ASSIGNED TASK:
Please copy out the lines in the entries that contain "verbose".

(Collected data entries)
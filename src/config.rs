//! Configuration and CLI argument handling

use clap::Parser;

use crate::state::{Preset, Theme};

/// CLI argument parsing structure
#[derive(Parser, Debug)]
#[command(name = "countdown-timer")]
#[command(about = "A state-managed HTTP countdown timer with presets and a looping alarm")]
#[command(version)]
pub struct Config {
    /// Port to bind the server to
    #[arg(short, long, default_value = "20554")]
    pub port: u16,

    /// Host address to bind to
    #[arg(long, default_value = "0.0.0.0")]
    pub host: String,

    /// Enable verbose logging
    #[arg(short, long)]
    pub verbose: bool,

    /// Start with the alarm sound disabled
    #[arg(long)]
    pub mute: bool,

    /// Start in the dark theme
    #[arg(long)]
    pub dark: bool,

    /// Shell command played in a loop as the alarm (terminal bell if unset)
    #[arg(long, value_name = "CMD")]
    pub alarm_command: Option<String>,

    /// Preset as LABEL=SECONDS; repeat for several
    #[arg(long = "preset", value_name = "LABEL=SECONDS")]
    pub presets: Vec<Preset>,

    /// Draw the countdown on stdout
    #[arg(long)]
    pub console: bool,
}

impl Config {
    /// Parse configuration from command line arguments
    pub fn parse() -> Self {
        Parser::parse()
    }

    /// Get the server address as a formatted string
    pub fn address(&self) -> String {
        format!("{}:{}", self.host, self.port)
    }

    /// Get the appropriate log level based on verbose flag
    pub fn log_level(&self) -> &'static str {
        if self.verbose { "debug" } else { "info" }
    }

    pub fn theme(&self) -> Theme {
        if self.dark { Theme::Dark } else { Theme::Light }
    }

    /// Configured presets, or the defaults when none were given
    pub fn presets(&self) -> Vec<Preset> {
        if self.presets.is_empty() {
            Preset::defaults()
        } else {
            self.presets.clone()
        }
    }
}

SOLUTION BELOW:
    /// Enable verbose logging
    pub verbose: bool,
    /// Get the appropriate log level based on verbose flag
        if self.verbose { "debug" } else { "info" }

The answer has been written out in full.